DIRECTIONS FOR THIS TASK: In the records below, some lines contain the word "true". Copy each of them.

Top of INFORMATION SHOWN

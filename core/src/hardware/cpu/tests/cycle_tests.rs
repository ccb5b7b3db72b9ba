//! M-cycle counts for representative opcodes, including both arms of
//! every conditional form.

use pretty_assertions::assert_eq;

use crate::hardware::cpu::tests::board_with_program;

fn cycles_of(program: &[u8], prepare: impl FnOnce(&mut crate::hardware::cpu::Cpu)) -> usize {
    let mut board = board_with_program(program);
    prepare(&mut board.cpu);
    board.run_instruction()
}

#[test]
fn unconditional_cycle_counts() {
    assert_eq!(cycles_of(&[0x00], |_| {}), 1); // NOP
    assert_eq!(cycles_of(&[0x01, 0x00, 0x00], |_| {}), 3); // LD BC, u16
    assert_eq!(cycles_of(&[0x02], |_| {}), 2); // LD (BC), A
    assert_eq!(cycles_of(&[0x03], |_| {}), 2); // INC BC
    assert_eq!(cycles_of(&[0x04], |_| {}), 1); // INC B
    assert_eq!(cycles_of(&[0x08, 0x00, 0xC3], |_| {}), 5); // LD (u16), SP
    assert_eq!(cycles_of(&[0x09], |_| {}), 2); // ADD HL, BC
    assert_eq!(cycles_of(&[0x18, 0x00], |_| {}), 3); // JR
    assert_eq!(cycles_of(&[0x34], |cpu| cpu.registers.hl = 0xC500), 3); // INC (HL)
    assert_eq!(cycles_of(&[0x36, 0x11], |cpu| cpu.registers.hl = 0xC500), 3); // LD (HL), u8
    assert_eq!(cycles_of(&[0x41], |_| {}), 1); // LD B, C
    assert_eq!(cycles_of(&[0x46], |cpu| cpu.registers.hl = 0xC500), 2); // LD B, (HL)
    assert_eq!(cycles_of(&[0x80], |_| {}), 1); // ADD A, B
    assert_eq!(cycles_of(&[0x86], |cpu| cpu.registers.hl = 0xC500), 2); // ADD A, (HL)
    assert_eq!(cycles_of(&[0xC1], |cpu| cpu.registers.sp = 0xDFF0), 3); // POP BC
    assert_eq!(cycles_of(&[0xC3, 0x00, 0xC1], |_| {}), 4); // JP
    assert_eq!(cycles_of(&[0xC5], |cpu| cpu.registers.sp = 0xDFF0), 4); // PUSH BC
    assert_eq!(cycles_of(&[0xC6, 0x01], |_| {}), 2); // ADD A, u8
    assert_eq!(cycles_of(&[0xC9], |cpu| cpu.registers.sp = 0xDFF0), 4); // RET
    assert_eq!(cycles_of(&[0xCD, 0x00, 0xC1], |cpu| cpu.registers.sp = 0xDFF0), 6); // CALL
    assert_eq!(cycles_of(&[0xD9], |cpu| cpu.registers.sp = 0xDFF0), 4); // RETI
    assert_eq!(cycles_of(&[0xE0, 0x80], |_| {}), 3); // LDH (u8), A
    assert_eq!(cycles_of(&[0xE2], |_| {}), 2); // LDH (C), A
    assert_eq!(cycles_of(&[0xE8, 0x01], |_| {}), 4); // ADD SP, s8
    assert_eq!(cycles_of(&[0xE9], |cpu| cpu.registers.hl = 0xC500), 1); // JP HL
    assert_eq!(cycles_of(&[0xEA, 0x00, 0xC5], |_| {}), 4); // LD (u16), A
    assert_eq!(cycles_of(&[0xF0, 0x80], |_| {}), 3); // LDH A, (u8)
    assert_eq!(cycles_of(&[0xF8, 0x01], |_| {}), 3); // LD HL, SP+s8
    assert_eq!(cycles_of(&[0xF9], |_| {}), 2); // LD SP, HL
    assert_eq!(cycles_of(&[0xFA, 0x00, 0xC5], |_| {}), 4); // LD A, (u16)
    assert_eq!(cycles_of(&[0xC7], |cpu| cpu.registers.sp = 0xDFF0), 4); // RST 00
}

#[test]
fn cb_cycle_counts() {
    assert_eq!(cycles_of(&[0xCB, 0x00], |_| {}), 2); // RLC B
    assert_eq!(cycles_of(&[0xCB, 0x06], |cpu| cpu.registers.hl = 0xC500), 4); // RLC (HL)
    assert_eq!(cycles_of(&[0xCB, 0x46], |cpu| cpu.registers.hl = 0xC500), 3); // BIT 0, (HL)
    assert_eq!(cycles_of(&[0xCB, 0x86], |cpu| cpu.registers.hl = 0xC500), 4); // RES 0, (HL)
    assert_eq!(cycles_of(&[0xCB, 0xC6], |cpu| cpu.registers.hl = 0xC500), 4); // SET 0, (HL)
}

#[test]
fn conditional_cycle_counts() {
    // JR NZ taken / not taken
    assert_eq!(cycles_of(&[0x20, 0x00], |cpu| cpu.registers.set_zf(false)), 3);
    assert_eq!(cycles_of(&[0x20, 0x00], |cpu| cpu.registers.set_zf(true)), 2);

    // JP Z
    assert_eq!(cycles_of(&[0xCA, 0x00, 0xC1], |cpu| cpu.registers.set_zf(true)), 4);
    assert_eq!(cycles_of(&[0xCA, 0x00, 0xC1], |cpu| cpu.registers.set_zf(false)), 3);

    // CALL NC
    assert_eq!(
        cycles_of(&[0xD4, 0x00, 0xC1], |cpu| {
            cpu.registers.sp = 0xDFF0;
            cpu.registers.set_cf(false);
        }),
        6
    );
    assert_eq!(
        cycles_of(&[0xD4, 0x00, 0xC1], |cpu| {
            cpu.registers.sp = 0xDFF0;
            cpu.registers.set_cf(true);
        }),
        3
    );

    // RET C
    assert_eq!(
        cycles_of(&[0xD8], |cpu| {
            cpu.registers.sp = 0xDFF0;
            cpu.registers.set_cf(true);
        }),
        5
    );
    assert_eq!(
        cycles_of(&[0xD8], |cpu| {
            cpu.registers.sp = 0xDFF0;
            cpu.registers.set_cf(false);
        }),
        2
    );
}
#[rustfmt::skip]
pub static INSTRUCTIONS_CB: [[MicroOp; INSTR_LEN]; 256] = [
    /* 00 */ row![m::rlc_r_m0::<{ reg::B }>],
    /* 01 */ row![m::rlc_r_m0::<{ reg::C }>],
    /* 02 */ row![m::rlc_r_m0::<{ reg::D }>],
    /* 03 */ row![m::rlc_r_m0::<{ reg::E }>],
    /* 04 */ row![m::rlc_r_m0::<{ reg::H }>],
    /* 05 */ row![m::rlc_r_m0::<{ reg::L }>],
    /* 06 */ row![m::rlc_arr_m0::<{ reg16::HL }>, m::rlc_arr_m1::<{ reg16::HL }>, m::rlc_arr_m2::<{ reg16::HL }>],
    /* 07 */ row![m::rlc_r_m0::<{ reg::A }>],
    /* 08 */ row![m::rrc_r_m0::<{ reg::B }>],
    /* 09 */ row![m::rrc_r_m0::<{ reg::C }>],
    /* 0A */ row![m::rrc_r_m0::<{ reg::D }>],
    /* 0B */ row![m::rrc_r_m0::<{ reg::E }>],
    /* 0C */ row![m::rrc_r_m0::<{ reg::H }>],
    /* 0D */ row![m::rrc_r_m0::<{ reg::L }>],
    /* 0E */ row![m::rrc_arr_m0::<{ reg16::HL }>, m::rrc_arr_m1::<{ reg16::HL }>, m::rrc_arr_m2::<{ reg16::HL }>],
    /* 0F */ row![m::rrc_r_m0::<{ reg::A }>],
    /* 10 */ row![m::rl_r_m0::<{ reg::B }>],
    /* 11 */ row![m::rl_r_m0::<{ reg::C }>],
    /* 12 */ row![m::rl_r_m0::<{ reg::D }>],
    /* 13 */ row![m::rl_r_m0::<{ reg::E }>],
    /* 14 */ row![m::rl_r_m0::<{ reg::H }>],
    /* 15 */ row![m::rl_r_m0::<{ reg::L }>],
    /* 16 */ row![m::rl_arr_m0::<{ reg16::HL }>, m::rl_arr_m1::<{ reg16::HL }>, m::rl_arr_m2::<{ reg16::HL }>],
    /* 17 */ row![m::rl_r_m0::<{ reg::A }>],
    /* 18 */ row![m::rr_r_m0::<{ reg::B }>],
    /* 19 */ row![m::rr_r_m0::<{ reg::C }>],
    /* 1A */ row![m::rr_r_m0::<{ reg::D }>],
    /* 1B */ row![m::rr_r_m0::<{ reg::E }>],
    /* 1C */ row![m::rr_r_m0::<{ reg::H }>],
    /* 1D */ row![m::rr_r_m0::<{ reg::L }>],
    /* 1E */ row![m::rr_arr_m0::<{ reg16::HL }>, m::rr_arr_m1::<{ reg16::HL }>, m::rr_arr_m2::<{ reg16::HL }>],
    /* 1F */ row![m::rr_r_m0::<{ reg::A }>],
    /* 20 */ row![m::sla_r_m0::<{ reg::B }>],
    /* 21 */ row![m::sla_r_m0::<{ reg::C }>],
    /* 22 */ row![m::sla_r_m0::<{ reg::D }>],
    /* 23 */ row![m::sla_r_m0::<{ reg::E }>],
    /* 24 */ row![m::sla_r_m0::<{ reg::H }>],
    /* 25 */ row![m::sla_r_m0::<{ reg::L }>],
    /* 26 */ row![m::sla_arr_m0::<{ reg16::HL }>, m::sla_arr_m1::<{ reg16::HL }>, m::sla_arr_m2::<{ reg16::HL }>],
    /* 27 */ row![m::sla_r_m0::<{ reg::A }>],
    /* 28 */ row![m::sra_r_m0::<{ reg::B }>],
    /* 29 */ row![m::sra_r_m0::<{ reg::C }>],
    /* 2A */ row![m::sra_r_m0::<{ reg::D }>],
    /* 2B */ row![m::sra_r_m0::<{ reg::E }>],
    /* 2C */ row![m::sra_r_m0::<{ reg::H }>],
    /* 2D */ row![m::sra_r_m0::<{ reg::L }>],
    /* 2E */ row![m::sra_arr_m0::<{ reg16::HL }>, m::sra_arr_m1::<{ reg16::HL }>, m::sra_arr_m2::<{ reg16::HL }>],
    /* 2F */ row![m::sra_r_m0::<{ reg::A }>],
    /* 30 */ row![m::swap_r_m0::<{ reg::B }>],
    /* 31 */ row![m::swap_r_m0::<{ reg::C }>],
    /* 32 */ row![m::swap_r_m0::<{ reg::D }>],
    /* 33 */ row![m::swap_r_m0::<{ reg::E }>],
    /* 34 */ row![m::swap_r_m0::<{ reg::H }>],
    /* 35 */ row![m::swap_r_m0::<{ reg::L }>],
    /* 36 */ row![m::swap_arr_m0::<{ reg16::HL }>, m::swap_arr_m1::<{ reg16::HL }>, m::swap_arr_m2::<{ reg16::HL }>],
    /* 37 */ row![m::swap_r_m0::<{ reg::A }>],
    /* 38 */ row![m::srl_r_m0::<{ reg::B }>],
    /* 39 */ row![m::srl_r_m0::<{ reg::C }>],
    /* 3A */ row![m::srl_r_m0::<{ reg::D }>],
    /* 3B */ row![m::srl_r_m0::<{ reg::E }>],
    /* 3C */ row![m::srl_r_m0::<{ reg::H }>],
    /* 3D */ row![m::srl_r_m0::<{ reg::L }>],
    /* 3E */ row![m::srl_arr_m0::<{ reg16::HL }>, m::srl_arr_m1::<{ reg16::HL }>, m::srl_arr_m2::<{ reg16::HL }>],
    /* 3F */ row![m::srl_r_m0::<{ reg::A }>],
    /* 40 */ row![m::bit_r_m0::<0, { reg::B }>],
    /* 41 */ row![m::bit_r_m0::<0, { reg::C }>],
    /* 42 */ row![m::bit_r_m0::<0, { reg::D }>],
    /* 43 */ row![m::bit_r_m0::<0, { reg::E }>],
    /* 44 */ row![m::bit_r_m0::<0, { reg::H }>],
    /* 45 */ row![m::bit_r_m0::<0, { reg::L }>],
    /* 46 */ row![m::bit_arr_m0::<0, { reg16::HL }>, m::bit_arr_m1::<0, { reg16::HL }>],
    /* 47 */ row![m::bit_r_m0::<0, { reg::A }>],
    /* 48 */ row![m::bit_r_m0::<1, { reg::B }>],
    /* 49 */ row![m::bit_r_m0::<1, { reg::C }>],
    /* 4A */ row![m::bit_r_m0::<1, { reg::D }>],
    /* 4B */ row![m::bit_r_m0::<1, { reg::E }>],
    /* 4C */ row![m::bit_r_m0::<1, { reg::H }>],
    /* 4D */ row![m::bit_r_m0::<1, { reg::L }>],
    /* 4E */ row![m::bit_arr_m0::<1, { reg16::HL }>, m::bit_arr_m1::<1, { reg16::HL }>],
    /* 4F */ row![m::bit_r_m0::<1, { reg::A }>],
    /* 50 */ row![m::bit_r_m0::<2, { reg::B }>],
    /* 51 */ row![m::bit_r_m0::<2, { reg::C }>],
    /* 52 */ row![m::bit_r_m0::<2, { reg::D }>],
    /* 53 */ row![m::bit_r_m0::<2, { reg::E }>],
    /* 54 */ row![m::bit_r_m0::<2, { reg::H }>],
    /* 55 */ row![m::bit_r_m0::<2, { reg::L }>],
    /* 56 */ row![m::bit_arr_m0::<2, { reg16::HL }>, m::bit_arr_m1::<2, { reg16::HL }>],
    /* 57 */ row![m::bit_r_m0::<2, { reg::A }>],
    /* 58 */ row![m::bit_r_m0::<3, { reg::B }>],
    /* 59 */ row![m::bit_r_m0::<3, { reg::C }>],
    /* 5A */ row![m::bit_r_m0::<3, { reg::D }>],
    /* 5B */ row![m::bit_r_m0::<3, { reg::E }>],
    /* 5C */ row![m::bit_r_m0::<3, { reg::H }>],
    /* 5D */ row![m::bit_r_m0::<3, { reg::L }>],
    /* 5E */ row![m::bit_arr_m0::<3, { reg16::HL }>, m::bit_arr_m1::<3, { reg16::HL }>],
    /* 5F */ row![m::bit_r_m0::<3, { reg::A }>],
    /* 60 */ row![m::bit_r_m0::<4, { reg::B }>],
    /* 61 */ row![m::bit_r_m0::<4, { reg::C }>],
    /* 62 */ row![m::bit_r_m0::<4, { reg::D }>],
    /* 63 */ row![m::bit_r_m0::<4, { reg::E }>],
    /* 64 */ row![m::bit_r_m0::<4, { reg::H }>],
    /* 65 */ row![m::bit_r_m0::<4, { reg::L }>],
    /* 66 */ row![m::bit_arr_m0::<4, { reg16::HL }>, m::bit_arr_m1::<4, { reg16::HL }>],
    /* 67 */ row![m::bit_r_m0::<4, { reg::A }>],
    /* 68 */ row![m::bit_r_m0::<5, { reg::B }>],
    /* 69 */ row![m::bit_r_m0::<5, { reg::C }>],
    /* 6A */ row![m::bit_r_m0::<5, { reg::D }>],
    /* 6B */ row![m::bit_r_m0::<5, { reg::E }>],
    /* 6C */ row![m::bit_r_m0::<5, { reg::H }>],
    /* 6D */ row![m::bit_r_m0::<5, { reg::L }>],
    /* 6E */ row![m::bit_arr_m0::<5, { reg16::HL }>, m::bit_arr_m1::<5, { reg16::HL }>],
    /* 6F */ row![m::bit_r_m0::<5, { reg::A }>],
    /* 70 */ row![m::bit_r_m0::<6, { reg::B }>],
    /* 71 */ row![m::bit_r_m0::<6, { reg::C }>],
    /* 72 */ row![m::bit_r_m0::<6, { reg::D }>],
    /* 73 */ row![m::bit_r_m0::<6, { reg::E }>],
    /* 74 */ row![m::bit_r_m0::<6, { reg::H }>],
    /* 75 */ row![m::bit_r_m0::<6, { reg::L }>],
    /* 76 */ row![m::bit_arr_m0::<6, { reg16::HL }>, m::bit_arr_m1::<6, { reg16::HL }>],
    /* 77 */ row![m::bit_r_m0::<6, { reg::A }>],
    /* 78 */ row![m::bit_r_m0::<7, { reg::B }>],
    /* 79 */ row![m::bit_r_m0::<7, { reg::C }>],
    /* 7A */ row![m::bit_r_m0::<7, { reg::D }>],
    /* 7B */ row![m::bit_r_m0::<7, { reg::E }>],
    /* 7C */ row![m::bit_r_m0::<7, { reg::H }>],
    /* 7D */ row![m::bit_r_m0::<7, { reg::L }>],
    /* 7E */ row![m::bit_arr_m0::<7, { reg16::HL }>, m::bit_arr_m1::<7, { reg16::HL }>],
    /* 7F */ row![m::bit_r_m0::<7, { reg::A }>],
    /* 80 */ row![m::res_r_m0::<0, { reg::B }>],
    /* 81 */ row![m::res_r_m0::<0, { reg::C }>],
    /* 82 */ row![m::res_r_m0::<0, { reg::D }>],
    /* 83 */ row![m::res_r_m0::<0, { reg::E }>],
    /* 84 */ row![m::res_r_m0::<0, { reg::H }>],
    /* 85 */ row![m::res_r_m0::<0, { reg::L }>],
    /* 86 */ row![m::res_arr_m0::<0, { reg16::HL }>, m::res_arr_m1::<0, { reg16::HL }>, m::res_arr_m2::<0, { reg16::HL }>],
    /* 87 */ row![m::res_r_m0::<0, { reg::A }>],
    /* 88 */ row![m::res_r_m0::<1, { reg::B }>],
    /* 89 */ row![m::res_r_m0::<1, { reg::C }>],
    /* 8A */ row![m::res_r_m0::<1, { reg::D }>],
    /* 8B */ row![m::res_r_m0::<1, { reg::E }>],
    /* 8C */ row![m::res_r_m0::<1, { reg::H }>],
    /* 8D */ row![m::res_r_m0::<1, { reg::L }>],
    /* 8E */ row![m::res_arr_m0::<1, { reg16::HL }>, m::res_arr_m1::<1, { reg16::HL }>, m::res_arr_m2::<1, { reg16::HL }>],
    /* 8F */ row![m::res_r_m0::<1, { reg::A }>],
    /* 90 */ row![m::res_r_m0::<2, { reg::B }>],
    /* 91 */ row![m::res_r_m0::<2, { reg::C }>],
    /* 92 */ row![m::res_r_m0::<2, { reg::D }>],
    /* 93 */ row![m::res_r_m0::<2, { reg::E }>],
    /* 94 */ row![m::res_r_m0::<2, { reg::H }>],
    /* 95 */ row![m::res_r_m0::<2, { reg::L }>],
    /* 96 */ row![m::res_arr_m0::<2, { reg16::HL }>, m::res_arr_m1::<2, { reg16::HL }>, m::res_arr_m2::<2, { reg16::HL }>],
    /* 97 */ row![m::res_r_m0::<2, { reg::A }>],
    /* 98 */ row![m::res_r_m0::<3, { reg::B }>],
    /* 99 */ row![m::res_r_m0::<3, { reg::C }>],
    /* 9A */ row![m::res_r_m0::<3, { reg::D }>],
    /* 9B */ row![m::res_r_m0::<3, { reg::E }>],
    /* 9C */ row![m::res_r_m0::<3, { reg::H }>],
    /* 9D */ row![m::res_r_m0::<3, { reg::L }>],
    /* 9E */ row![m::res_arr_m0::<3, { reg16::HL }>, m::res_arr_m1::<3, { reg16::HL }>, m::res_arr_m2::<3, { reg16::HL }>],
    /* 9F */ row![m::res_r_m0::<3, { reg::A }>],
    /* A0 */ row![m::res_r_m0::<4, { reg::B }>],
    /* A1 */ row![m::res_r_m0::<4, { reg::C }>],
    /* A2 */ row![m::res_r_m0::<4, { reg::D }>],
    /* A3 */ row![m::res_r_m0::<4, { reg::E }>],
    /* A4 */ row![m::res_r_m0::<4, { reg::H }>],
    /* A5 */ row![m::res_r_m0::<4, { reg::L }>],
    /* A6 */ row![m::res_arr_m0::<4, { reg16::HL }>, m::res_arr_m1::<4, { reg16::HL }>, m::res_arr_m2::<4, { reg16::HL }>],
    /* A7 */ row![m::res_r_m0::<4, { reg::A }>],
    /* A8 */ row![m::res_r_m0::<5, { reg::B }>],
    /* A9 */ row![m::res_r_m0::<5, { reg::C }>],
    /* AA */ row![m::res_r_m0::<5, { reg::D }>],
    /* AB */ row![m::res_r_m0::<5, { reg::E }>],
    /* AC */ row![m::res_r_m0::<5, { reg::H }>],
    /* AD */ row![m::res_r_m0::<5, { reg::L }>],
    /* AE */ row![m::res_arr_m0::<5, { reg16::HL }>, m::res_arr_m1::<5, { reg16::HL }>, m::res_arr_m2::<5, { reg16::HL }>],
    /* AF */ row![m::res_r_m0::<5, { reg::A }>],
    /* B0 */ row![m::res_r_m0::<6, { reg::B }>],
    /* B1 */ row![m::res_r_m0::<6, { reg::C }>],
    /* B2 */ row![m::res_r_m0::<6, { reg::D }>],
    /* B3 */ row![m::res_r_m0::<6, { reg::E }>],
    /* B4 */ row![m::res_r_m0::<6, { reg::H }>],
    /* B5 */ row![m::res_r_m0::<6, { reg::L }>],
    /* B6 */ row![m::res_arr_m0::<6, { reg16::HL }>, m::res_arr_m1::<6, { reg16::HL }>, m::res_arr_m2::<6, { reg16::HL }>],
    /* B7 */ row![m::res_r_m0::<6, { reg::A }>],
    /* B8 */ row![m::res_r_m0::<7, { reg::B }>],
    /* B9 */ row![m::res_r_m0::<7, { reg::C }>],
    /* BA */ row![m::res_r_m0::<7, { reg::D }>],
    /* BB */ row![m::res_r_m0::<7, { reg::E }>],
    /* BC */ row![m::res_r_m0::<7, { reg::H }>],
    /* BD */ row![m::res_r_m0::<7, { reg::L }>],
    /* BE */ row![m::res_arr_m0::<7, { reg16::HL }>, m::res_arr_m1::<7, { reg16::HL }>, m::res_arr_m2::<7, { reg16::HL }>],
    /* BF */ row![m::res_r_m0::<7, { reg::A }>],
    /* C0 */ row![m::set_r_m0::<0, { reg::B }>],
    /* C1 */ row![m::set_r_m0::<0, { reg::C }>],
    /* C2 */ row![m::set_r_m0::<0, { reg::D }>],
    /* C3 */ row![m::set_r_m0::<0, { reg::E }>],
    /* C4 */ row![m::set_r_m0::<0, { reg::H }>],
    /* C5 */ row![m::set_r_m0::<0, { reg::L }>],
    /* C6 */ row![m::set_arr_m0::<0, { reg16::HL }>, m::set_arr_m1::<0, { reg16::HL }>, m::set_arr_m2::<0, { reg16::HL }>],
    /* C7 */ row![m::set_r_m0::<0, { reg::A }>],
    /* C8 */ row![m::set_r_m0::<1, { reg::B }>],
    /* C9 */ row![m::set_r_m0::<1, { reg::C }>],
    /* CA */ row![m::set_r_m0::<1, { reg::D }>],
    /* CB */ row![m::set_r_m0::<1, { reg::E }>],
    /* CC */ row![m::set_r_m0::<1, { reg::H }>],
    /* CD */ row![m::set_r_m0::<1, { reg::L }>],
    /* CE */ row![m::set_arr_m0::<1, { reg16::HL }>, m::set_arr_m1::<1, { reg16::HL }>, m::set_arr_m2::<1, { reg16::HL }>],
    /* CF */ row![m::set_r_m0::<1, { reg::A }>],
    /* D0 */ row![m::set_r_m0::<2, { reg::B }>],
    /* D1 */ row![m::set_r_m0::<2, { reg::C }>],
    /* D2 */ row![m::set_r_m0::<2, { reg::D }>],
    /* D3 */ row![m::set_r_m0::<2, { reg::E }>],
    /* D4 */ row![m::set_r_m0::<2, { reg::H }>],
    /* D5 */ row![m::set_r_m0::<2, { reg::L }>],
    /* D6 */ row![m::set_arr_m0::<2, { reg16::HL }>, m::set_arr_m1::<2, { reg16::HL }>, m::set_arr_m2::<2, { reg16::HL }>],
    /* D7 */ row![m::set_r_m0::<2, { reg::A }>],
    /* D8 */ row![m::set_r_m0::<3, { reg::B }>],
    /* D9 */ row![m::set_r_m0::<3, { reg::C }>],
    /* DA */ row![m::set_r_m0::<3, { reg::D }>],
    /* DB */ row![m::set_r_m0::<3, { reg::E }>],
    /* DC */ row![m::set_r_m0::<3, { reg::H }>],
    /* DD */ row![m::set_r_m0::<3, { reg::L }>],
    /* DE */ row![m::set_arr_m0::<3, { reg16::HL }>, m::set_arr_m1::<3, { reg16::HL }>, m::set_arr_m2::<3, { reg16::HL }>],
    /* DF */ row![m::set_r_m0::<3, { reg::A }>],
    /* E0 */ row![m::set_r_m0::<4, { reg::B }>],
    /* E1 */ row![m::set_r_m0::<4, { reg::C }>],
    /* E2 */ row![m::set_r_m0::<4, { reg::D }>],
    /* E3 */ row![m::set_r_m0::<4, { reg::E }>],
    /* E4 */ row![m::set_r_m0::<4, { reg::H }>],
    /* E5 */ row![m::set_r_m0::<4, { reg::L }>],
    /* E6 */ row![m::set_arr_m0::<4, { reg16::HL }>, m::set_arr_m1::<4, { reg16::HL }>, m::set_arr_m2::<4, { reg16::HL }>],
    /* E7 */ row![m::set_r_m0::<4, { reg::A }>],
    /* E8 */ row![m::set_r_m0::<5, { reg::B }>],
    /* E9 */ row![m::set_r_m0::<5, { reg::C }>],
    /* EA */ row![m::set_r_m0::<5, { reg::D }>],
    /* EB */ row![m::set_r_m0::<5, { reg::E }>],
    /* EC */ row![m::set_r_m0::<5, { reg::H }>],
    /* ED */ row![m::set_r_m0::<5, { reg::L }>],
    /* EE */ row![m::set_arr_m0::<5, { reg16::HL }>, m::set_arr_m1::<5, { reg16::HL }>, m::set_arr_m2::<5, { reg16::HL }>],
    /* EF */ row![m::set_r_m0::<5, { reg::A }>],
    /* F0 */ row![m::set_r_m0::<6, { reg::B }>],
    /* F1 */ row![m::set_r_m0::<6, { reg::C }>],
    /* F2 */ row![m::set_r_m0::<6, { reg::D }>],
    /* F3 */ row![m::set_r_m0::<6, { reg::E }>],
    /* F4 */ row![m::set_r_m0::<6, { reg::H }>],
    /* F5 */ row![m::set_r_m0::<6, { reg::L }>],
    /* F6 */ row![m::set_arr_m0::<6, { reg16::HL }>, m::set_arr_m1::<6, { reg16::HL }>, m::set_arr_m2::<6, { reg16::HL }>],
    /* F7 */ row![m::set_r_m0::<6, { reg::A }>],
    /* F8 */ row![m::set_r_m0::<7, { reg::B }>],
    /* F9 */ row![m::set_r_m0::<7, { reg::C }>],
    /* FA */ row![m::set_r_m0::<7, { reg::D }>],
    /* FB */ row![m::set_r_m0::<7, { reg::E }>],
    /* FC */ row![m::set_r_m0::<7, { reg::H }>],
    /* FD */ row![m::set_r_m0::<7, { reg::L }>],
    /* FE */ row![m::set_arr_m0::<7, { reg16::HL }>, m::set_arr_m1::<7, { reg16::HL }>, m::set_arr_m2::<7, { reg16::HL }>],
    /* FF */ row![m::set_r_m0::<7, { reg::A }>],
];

Bottom of INFORMATION SHOWN

RESPONSE:
    assert_eq!(cycles_of(&[0x20, 0x00], |cpu| cpu.registers.set_zf(true)), 2);
    assert_eq!(cycles_of(&[0xCA, 0x00, 0xC1], |cpu| cpu.registers.set_zf(true)), 4);
            cpu.registers.set_cf(true);
            cpu.registers.set_cf(true);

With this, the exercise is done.